Although septic shock is a progressed status of sepsis, they share common mortality-related predictive factors, including respiratory failure, total bilirubin, cholinesterase and lactic acid as described in our previous study.9 The different variables enrolled in the final models reflect the disease-status specific factors in predicting the mortality risk. The patients in this study were diagnosed in the emergency department, and several septic shock related variables have been corrected by emergent clinical intervenes, including mean arterial pressure and procalcitonin. Thus, the first indicators following hospitalization from emergency department might not reflect the original status of septic shock, but they could still be adopted to efficiently predict the mortality risk.31

Moreover, the original infection at different anatomic sites owns varied ability to result into sepsis or septic shock, which could be explained by site-specific inflammatory factors and metabolite.32 Although several studies have reported the close relationship between the infection origin and prognosis in sepsis patients, different patient inclusion criteria and comorbidities would have non-negligible impact on the observed endpoint event.32–36 In this study, the infection site was not associated with mortality, which could be partly explained by the late disease status of involved patients (septic shock) in this study other than the early status in previous data (sepsis).37,38

Many scoring tools to evaluate the prognosis of patients with sepsis or septic shock, such as SOFA, qSOFA, and SIRS standard, exist.2 According to previous studies, the SOFA scoring system is more accurate than the qSOFA scoring system and SIRS standard for predicting in-hospital-related mortality of patients after infection. However, the overall accuracy of the SOFA scoring system in predicting the mortality of patients is suboptimal.3,4 According to a previous report, a nomogram for predicting the mortality risk of patients with severe sepsis and septic shock within 28 days after hospitalization exists, but the predictive accuracy of this model is limited to certain populations.39 The prediction power of the SOFA scoring model for septic shock patients was lower than that of the model established in this study. In addition, a previous study shows that the machine learning model accurately predictthe risk of death of patients with septic shock.40 The prediction performance of this model was as good as those of the random forest and ensemble models and better than those of the SVM, Xgboost, and decision tree models. Considering that this model better reflects the contribution of included variables on the outcomes, it is easier to explain the results to the patients and family members.

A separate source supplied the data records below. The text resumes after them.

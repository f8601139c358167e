use chrono::{DateTime, Utc};
use serde::{Deserialize, Serialize};
use utoipa::ToSchema;

use crate::db::models::NewReading;

pub use crate::analytics::{
    aggregate::NestedMetrics as AnalyticsResponse, DashboardView as DashboardResponse,
};

/// Request body for `POST /sensor-data`.
#[derive(Debug, Deserialize, ToSchema)]
pub struct SensorReadingRequest {
    /// Free-text device label.
    pub sensor_id: Option<String>,
    /// Degrees Celsius
    pub temperature: f64,
    /// Relative humidity percentage
    pub humidity: f64,
    pub ph: f64,
    /// Lux
    pub light: f64,
    /// RFC3339. Defaults to the time the server receives the reading.
    pub timestamp: Option<DateTime<Utc>>,
}

impl From<SensorReadingRequest> for NewReading {
    fn from(r: SensorReadingRequest) -> Self {
        Self {
            sensor_id: r.sensor_id,
            temperature: r.temperature,
            humidity: r.humidity,
            ph: r.ph,
            light: r.light,
            timestamp: r.timestamp,
        }
    }
}

#[derive(Debug, Serialize, ToSchema)]
pub struct IngestResponse {
    pub status: String,
}

impl IngestResponse {
    pub fn success() -> Self {
        Self {
            status: "success".to_owned(),
        }
    }
}

#[derive(Debug, Serialize, ToSchema)]
pub struct ErrorResponse {
    pub detail: String,
}
use tracing::{error, info};

use crate::db::{
    models::{NewReading, Reading},
    Storage, StorageError,
};

/// Writes client-submitted readings.
///
/// Payloads arrive already validated by the HTTP layer; nothing here checks
/// field presence or physical range.
#[derive(Clone)]
pub struct IngestionService {
    storage: Storage,
}

impl IngestionService {
    pub fn new(storage: Storage) -> Self {
        Self { storage }
    }

    /// Appends the reading; storage stamps it with the current UTC instant if
    /// the client sent no timestamp. Failures are never retried.
    pub async fn ingest(&self, reading: NewReading) -> Result<Reading, StorageError> {
        match self.storage.append(reading).await {
            Ok(stored) => {
                info!(
                    id = stored.id,
                    sensor_id = ?stored.sensor_id,
                    "Sensor reading persisted"
                );
                Ok(stored)
            }
            Err(e) => {
                error!(error = %e, "Failed to persist sensor reading");
                Err(e)
            }
        }
    }
}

Limitations of this study: (1) because the data included in this study were collected from a single center, the application of the developed model to other populations could be limited. (2) This was a 10-year retrospective study, and data on some indicators, such as blood zinc ions, prealbumin, and thrombocytocrity for more than 10% of the study participants, was missing. (3) Other infection sites such as central nerve system and cutaneous tissue were not obtained during data collection, and whether the presence of infections at multiple anatomic sites was missing. (4) Septic shock was diagnosed in the emergency department and nearly all the patients have received intervenes, resulting into limited significance for these patients without treatment before hospitalization.

Conclusion

In this study, a model for predicting the mortality risk of septic shock patients during hospitalization was developed. A nomogram was used to describe the contribution of each included variable to the outcomes. The model can effectively predict the mortality risk of patients with septic shock during hospitalization. Thus, it could assist in selecting the best-individualized treatments, which could reduce the mortality rate among septic shock patients.

Disclosure

The authors report no conflicts of interest in this work.